Seven Nation Army

SVG text has some significant limitations compared to HTML content… but it also has some very real advantages in particular use-cases, and can sometimes be the only way to solve certain text layout challenges on web pages.

SVG Text as Layout

doesn’t think of text as does: that is, as a string of glyphs to be wrapped and styled inside a container. Rather, it thinks of text as a graphical element to be laid out much like everything else: text should have at least a y coordinate value and a font-size to place and scale it in the viewBox area:

<svg xmlns="http://www.w3.org/2000/svg"  viewBox="0 0 500 80">
    <text y="60" font-size="55" font-weight="bold" 
    font-family="Avenir, Helvetica, sans-serif">
        SEVEN NATION ARMY
    </text>
</svg>

font-size is assumed to be in pixels, relative to the viewBox, a feature that makes SVG text automatically responsive. Without a specified font-size, SVG text will render unpredictably across browsers, so it should always be included.

Note that y specifies the location of the text baseline (that is, the line on which letters “sit”).
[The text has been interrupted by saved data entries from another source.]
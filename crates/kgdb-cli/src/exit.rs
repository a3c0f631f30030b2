//! Exit codes (§6): 0 success, 2 invalid input, 3 missing dump, 4
//! capacity/IO error.

use kgdb_core::Error;

pub const SUCCESS: i32 = 0;
pub const INVALID_INPUT: i32 = 2;
pub const MISSING_DUMP: i32 = 3;
pub const CAPACITY_OR_IO: i32 = 4;

/// Map a [`kgdb_core::Error`] surfaced out of a stage runner to its exit code.
pub fn from_error(err: &Error) -> i32 {
    match err {
        Error::InvalidInput(_) | Error::DecodeError { .. } => INVALID_INPUT,
        Error::CapacityError(_) | Error::IoError(_) | Error::ExternalServiceError(_) => CAPACITY_OR_IO,
        Error::NotFound(_) => INVALID_INPUT,
    }
}
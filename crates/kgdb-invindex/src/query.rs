//! Boolean `AND`/`OR`/`NOT` query planner over the inverted claim index.

use kgdb_core::{Lid, Result};
use kgdb_graph::GraphStore;
use roaring::RoaringBitmap;

/// One Boolean-query predicate: `op (prop?, value)`, where a `None`
/// property means "any property", folding `INV[(value, *)]` via union.
#[derive(Debug, Clone, Copy)]
pub struct Predicate {
    /// How this predicate combines with the running result.
    pub op: BoolOp,
    /// The object LID to match against (the query's `qid`).
    pub object: Lid,
    /// The property LID to match against, or `None` for "any property".
    pub prop: Option<Lid>,
}

/// The three supported combinators. The first predicate in a query
/// always acts as the seed regardless of its declared op.
#[derive(Debug, Clone, Copy, PartialEq, Eq)]
pub enum BoolOp {
    /// Intersect with the running result.
    And,
    /// Union with the running result.
    Or,
    /// Subtract from the running result.
    Not,
}

/// Evaluate a Boolean query against `graph`'s inverted claim index.
///
/// Each predicate's candidate set is computed, then predicates are
/// folded in ascending-selectivity order (smallest candidate set
/// first), with the first predicate in that order acting as the seed
/// regardless of its declared [`BoolOp`]. A query with no predicates,
/// or whose only predicate is `OR` with an empty candidate set,
/// yields an empty result.
///
/// # Errors
///
/// Propagates storage faults while resolving a predicate's postings.
pub fn evaluate(graph: &GraphStore<'_>, predicates: &[Predicate]) -> Result<RoaringBitmap> {
    if predicates.is_empty() {
        return Ok(RoaringBitmap::new());
    }

    let mut candidates: Vec<(BoolOp, RoaringBitmap)> = Vec::with_capacity(predicates.len());
    for predicate in predicates {
        let set = resolve_candidates(graph, predicate)?;
        candidates.push((predicate.op, set));
    }

    candidates.sort_by_key(|(_, set)| set.len());

    let mut iter = candidates.into_iter();
    let (_, mut result) = iter.next().expect("checked non-empty above");
    for (op, set) in iter {
        match op {
            BoolOp::And => result &= set,
            BoolOp::Or => result |= set,
            BoolOp::Not => result -= set,
        }
    }
    Ok(result)
}

fn resolve_candidates(graph: &GraphStore<'_>, predicate: &Predicate) -> Result<RoaringBitmap> {
    match predicate.prop {
        Some(prop) => graph.get_claims_entity_inverse(predicate.object.into(), prop),
        None => {
            let mut union = RoaringBitmap::new();
            for (_, subjects) in graph.get_all_claims_entity_inverse(predicate.object.into())? {
                union |= subjects;
            }
            Ok(union)
        }
    }
}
If it is unspecified, y is assumed to be 0. A common error of first-time SVG coders is to leave the y value out, leaving the text baseline at the very top of the viewBox, making the letters effectively invisible.

Positioning Rules

Some guidelines for headline SVG text:

  1. The y value of a <text> element should be at least as large as its font-size if it is to be seen.
  2. The last value of the SVG’s viewBox must also be at least equivalent to this value in order for the text to be seen.
  3. The second to last value of the viewbox will change, depending on how much text there is, it’s anchor point (discussed in an upcoming article), the font-size, capitalisation, font-weight and the <text> element’s x value.
  4. As with HTML text, extra spaces in an SVG <text> element do not make any difference to the way it is laid out.
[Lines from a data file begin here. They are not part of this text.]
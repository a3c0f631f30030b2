//! Domain column declarations.
//!
//! Names are illustrative (matching the source system's own naming);
//! the schema itself is fixed at these nine columns plus the two the
//! interner owns.

use kgdb_codec::ValueEncoding;
use kgdb_storage::{ColumnSchema, KeyKind, Schema};

/// Canonical English label. `lid -> OBJ(Text)`.
pub const COL_LABEL: &str = "LABEL";
/// Per-language labels. `lid -> OBJ(Map<lang, Text>)`.
pub const COL_LABELS: &str = "LABELS";
/// Per-language descriptions. `lid -> OBJ(Map<lang, Text>)`.
pub const COL_DESC: &str = "DESC";
/// Per-language alias sets. `lid -> OBJ(Map<lang, Array<Text>>)`.
pub const COL_ALIASES: &str = "ALIASES";
/// Sitelinks. `lid -> OBJ(Map<site, Text>)`.
pub const COL_SITELINKS: &str = "SITELINKS";
/// Entity-valued claims: `(subject_lid, prop_lid) -> INT_NUMPY` of object LIDs.
pub const COL_CLAIMS_ENT: &str = "CLAIMS_ENT";
/// Inverted entity-valued claims: `(object_lid, prop_lid) -> INT_BITMAP` of subject LIDs.
pub const COL_CLAIMS_ENT_INV: &str = "CLAIMS_ENT_INV";
/// Literal-valued claims: `lid -> OBJ(Map<datatype, Map<pid, Array<value>>>)`.
pub const COL_CLAIMS_LIT: &str = "CLAIMS_LIT";
/// Redirect target. `lid -> OBJ(Int(lid))`.
pub const COL_REDIRECT: &str = "REDIRECT";
/// Reverse redirect set. `lid -> INT_BITMAP` of LIDs that redirect to it.
pub const COL_REDIRECT_OF: &str = "REDIRECT_OF";
/// Wikipedia mapping. `lid -> OBJ(Text)` (title).
pub const COL_WIKIPEDIA: &str = "WIKIPEDIA";
/// DBpedia mapping. `lid -> OBJ(Text)` (resource name).
pub const COL_DBPEDIA: &str = "DBPEDIA";
/// PageRank score. `lid -> OBJ(Float)`.
pub const COL_PAGERANK: &str = "PAGERANK";

/// Declare every domain column this crate owns. Callers merge this with
/// [`kgdb_interner::interner_schema`] and any `kgdb-labels`/`kgdb-invindex`
/// schema before opening the shared [`kgdb_storage::KVStore`].
#[must_use]
pub fn graph_schema() -> Schema {
    let lid_key = KeyKind::IntegerKey { is_64bit: false };
    Schema::new()
        .with_column(ColumnSchema::new(COL_LABEL, lid_key, ValueEncoding::Obj))
        .with_column(ColumnSchema::new(COL_LABELS, lid_key, ValueEncoding::Obj))
        .with_column(ColumnSchema::new(COL_DESC, lid_key, ValueEncoding::Obj))
        .with_column(ColumnSchema::new(COL_ALIASES, lid_key, ValueEncoding::Obj))
        .with_column(ColumnSchema::new(COL_SITELINKS, lid_key, ValueEncoding::Obj))
        .with_column(ColumnSchema::new(
            COL_CLAIMS_ENT,
            KeyKind::CompositeKey,
            ValueEncoding::IntNumpy,
        ))
        .with_column(ColumnSchema::new(
            COL_CLAIMS_ENT_INV,
            KeyKind::CompositeKey,
            ValueEncoding::IntBitmap,
        ))
        .with_column(ColumnSchema::new(COL_CLAIMS_LIT, lid_key, ValueEncoding::Obj))
        .with_column(ColumnSchema::new(COL_REDIRECT, lid_key, ValueEncoding::Obj))
        .with_column(ColumnSchema::new(
            COL_REDIRECT_OF,
            lid_key,
            ValueEncoding::IntBitmap,
        ))
        .with_column(ColumnSchema::new(COL_WIKIPEDIA, lid_key, ValueEncoding::Obj))
        .with_column(ColumnSchema::new(COL_DBPEDIA, lid_key, ValueEncoding::Obj))
        .with_column(ColumnSchema::new(COL_PAGERANK, lid_key, ValueEncoding::Obj))
}

#[cfg(test)]
mod tests {
    use super::*;

    #[test]
    fn schema_declares_every_domain_column() {
        let schema = graph_schema();
        for name in [
            COL_LABEL,
            COL_LABELS,
            COL_DESC,
            COL_ALIASES,
            COL_SITELINKS,
            COL_CLAIMS_ENT,
            COL_CLAIMS_ENT_INV,
            COL_CLAIMS_LIT,
            COL_REDIRECT,
            COL_REDIRECT_OF,
            COL_WIKIPEDIA,
            COL_DBPEDIA,
            COL_PAGERANK,
        ] {
            assert!(schema.column(name).is_some(), "missing column {name}");
        }
    }
}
An x value specified for the text moves it horizontally in the viewBox space. Again, this should be written as a presentation attribute of the <text> element, not a CSS property. If x is not specified, it is assumed to be 0.

Aside from x and y, most of the other SVG text presentation attributes map directly to their CSS equivalents, and should be written that way, making our example code:

<svg xmlns="http://www.w3.org/2000/svg"  viewBox="0 0 500 80">
    <defs>
        <style>
            text { 
                font-family: Avenir, Helvetica, sans-serif;
                font-size: 55px;
                font-weight: bold; 
                text-transform: uppercase;
                }
        </style>
    </defs>
    <text y="60">Seven Nation Army</text>
</svg>

One confusing exception to all this is text color. As SVG really thinks of text as a graphic, to it, the color of text is a fill:

text { 
        font-family: Avenir, Helvetica, sans-serif;
        font-size: 55px;
        font-weight: bold; 
        text-transform: uppercase;
        fill: red;
}

If it is not specified, the default fill of <text> elements is black, just like SVG shape elements.

There are a few CSS typography properties that do not yet map to SVG text, such as text-shadow, although work to do so in various browsers is in progress.

No-Wrap

Importantly, SVG lacks any sense of “wrapping” text, at least in the current specification. This means that all text is effectively treated as single line groups. If the text goes beyond the edge of the viewBox, it disappears from view.

SEO Good

On the upside, <text> is searchable; if the SVG is left inline on the page, it can be also be highlighted and copied by the user.